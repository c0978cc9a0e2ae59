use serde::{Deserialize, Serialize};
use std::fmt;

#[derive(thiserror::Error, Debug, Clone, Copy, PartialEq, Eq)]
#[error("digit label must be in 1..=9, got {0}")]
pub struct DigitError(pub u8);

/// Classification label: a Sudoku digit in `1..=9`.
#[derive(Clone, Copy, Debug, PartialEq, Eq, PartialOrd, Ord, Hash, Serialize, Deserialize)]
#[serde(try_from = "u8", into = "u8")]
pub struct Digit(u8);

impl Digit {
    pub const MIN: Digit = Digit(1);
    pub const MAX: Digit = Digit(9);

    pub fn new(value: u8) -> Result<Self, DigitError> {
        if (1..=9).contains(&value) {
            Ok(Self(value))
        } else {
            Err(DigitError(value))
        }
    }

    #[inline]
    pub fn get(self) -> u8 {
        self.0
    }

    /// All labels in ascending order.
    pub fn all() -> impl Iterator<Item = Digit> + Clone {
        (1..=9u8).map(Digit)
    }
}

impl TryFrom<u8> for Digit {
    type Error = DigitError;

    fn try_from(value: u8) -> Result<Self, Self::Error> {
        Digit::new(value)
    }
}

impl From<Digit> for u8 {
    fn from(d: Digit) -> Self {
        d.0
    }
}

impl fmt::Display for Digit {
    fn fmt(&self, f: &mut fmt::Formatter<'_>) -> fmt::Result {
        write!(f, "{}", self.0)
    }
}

Problem
Wherever the string "serde" appears in a line of the records above, copy that line.

Answer box
use serde::{Deserialize, Serialize};
#[serde(try_from = "u8", into = "u8")]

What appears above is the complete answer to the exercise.